Fast forward 4 years, and everything I have shared while remaining true has multiplied tenfold, while she has impacted multiple departments with an astonishing amount of compelling and intelligent work along with being a wonderful human being. The result of Marisa’s efforts has forged an undeniable demand for her work to be shown now, and I have the extreme honor and pleasure of curating Marisa’s most recent work into an exhibition at Shockoe Artspace.
This solo exhibition titled My Screen Time brings together over 80, 6.5″ by 3.5″ oil paintings on wood panels. These works, having been produced over the last year and a half, are a careful examination of the image of close friends and acquaintances of Marisa caught on Instagram. In considering the works, I am reminded of Retablos, better known as “laminas,” which were small paintings used at home altars to venerate seemingly endless amounts of Saints.
There is an indirect connection here, perhaps not an intended one by the artist, but one that calls upon a history of activating our bodies to precious images that would seem to possess power of some kind. I can’t help but think about “self-veneration” in the pictures daily posted on Instagram, and how Marisa, by curating and painting these intimately hand-holdable paintings, is enfleshing the “self-veneration” with an ennobled affirmation through the process and careful handling of paint during a time of pandemic and isolation. Moreover, it is as if by painting these images, it is to say, “self-veneration” might not be enough; perhaps we need to be affirmed outside of ourselves?

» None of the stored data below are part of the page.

//! Interactive users page.
//!
//! The session's query string plays the role of the page URL. Each input line
//! is turned into an [`Action`], which rewrites the query string; the page is
//! then re-derived from it and re-rendered. Search text only reaches the
//! request cache after the debounce delay has passed without further typing.

use std::time::Duration;

use colored::Colorize;
use tokio::io::{AsyncBufReadExt, BufReader};
use tokio::time::{sleep_until, Instant};

use crate::cli::{BrowseArgs, BROWSE_COMMANDS};
use crate::client::UsersClient;
use crate::config::Config;
use crate::debounce::Debouncer;
use crate::error::{Result, UsersError};
use crate::output;
use crate::query::{QueryCache, Snapshot, UsersSource};
use crate::state::{self, PageState, GENDER_PARAM, SEARCH_PARAM};
use crate::types::Gender;
use crate::view::{self, Pager};

/// One line of user input.
#[derive(Debug, Clone, PartialEq, Eq)]
pub enum Action {
    Search(String),
    Gender(Option<Gender>),
    Page(u32),
    Next,
    Prev,
    Refresh,
    Back,
    Open(String),
    ShowUrl,
    Help,
    Quit,
    Invalid(String),
}

/// Search text is kept as typed; only the separator after the command word is dropped.
pub fn parse_action(line: &str) -> Action {
    let line = line.trim_start().trim_end_matches(['\r', '\n']);
    if let Some(text) = line.strip_prefix('/') {
        return Action::Search(text.to_string());
    }

    let (command, raw) = match line.split_once(char::is_whitespace) {
        Some((command, raw)) => (command, raw),
        None => (line, ""),
    };
    let rest = raw.trim();

    match command.to_ascii_lowercase().as_str() {
        "s" | "search" => Action::Search(raw.to_string()),
        "g" | "gender" => match rest {
            "" | "any" | "all" => Action::Gender(None),
            value => match value.to_ascii_lowercase().parse() {
                Ok(gender) => Action::Gender(Some(gender)),
                Err(()) => Action::Invalid(format!("unknown gender '{value}'")),
            },
        },
        "p" | "page" => match rest.parse::<u32>() {
            Ok(page) if page >= 1 => Action::Page(page),
            _ => Action::Invalid(format!("'{rest}' is not a page number")),
        },
        "n" | "next" => Action::Next,
        "prev" | "previous" => Action::Prev,
        "r" | "refresh" => Action::Refresh,
        "back" => Action::Back,
        "open" => Action::Open(rest.to_string()),
        "url" => Action::ShowUrl,
        "h" | "help" | "?" => Action::Help,
        "q" | "quit" | "exit" => Action::Quit,
        "" => Action::Help,
        other => Action::Invalid(format!("unknown command '{other}' (try 'help')")),
    }
}

/// What the input loop should do after an action.
#[derive(Debug, PartialEq, Eq)]
pub enum Flow {
    Continue(String),
    Quit,
}

pub struct Session<S> {
    query: String,
    history: Vec<String>,
    search: Debouncer<String>,
    cache: QueryCache<S>,
    color: bool,
}

impl<S: UsersSource> Session<S> {
    pub fn new(query: String, source: S, debounce: Duration, stale_after: Duration) -> Self {
        let initial_search = PageState::from_query(&query).search;
        Self {
            query,
            history: Vec::new(),
            search: Debouncer::new(initial_search, debounce),
            cache: QueryCache::new(source, stale_after),
            color: false,
        }
    }

    pub fn with_color(mut self, color: bool) -> Self {
        self.color = color;
        self
    }

    #[cfg(test)]
    pub fn query(&self) -> &str {
        &self.query
    }

    pub fn page(&self) -> PageState {
        PageState::from_query(&self.query)
    }

    pub fn debounce_deadline(&self) -> Option<Instant> {
        self.search.deadline()
    }

    /// Load whatever the current URL and settled search point at.
    pub async fn load(&mut self) -> String {
        let key = self.page().query_key(self.search.settled());
        self.cache.get(&key).await;
        self.render()
    }

    /// Called when the debounce deadline passes. Returns a fresh render if
    /// the settled search text changed.
    pub async fn settle(&mut self, now: Instant) -> Option<String> {
        let search = self.search.poll(now)?;
        tracing::debug!(%search, "search settled");
        Some(self.load().await)
    }

    pub async fn handle(&mut self, action: Action, now: Instant) -> Flow {
        let next = match action {
            Action::Quit => return Flow::Quit,
            Action::Help => return Flow::Continue(BROWSE_COMMANDS.to_string()),
            Action::ShowUrl => return Flow::Continue(format!("?{}", self.query)),
            Action::Invalid(reason) => return Flow::Continue(reason),
            Action::Refresh => {
                let key = self.page().query_key(self.search.settled());
                self.cache.refetch(&key).await;
                return Flow::Continue(self.render());
            }
            Action::Back => match self.history.pop() {
                Some(previous) => {
                    self.set_query(previous, now);
                    return Flow::Continue(self.load().await);
                }
                None => return Flow::Continue("no earlier page".to_string()),
            },
            Action::Search(text) => state::set_param(&self.query, SEARCH_PARAM, &text),
            Action::Gender(Some(gender)) => {
                state::set_param(&self.query, GENDER_PARAM, gender.as_str())
            }
            Action::Gender(None) => state::clear_param(&self.query, GENDER_PARAM),
            Action::Page(page) => state::go_to_page(&self.query, page),
            Action::Next => match self.pager().and_then(|p| p.next()) {
                Some(page) => state::go_to_page(&self.query, page),
                None => return Flow::Continue("already on the last page".to_string()),
            },
            Action::Prev => match self.pager().and_then(|p| p.prev()) {
                Some(page) => state::go_to_page(&self.query, page),
                None => return Flow::Continue("already on the first page".to_string()),
            },
            Action::Open(query) => query.trim_start_matches('?').to_string(),
        };

        self.navigate(next, now);
        Flow::Continue(self.load().await)
    }

    /// Push a new URL onto the history and make it current.
    fn navigate(&mut self, query: String, now: Instant) {
        if query == self.query {
            return;
        }
        self.history.push(self.query.clone());
        self.set_query(query, now);
    }

    /// Replace the URL. A changed search value restarts the debounce.
    fn set_query(&mut self, query: String, now: Instant) {
        let search = PageState::from_query(&query).search;
        if search != self.page().search {
            self.search.push(search, now);
        }
        self.query = query;
        tracing::debug!(query = %self.query, "navigated");
    }

    fn pager(&self) -> Option<Pager> {
        match self.cache.snapshot() {
            Snapshot::Ready { data, .. } => {
                let page = self.page();
                Some(Pager::new(page.page, data.total, page.limit()))
            }
            Snapshot::Loading => None,
        }
    }

    pub fn render(&self) -> String {
        let mut out = view::render_page(&self.page(), self.cache.snapshot(), self.color);
        if self.cache.last_error().is_some() {
            let notice = "Could not load users. Type 'refresh' to try again.";
            out.push('\n');
            out.push_str(&if self.color {
                notice.yellow().to_string()
            } else {
                notice.to_string()
            });
        }
        out
    }
}

/// The interactive page only renders tables; JSON belongs to `users list`.
pub fn ensure_text_output(json: bool) -> Result<()> {
    if json {
        return Err(UsersError::Unsupported(
            "JSON output is not available for 'browse'; use 'users list --json'".to_string(),
        ));
    }
    Ok(())
}

pub async fn run(client: UsersClient, config: &Config, args: BrowseArgs) -> Result<()> {
    ensure_text_output(output::is_json_output())?;

    let query = args.query.unwrap_or_default();
    let query = query.trim_start_matches('?').to_string();
    let mut session = Session::new(query, client, config.debounce(), config.stale_after())
        .with_color(output::use_color());

    println!("{}", session.load().await);
    output::print_message("Type 'help' for commands.");

    let mut lines = BufReader::new(tokio::io::stdin()).lines();

    loop {
        let deadline = session.debounce_deadline();

        tokio::select! {
            line = lines.next_line() => {
                let Some(line) = line? else { break };
                match session.handle(parse_action(&line), Instant::now()).await {
                    Flow::Quit => break,
                    Flow::Continue(text) => println!("{text}"),
                }
            }
            _ = sleep_until(deadline.unwrap_or_else(Instant::now)), if deadline.is_some() => {
                if let Some(text) = session.settle(Instant::now()).await {
                    println!("{text}");
                }
            }
        }
    }

    Ok(())
}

These vibrant works of shifting pallets and paint handling unflatten the screen through lush and luminous physicality while retaining the right amounts of image. It is as if the paintings come out from behind the screen/”alter” to inhabit “our” space a fresh over and against “my space,” inviting us to reconnect with our haptic-self, our actual ontological station, a station that demands and or requires intimate “in-time” and space relationships.
In this collection, these carefully crafted portraits are made in the image of a momentary decision by someone behind the screen; Marisa’s work shows someone is watching on the other side of that screen. More importantly, this show is an expression of love for all of the people painted and implies a kind of love that extends past the number displayed. It would seem we long to be made in the image of something and or someone, that veneration of an image by itself might not be enough; otherwise, why would we post new photos every day? Here in the slowed-down effects of straightforward painting, we glimpse an image of ourselves that alludes to more than a mere numerical increase. This catalog is an invitation to consider this work in time, and over time, it is also a celebration of a remarkable artist launching into a promising future.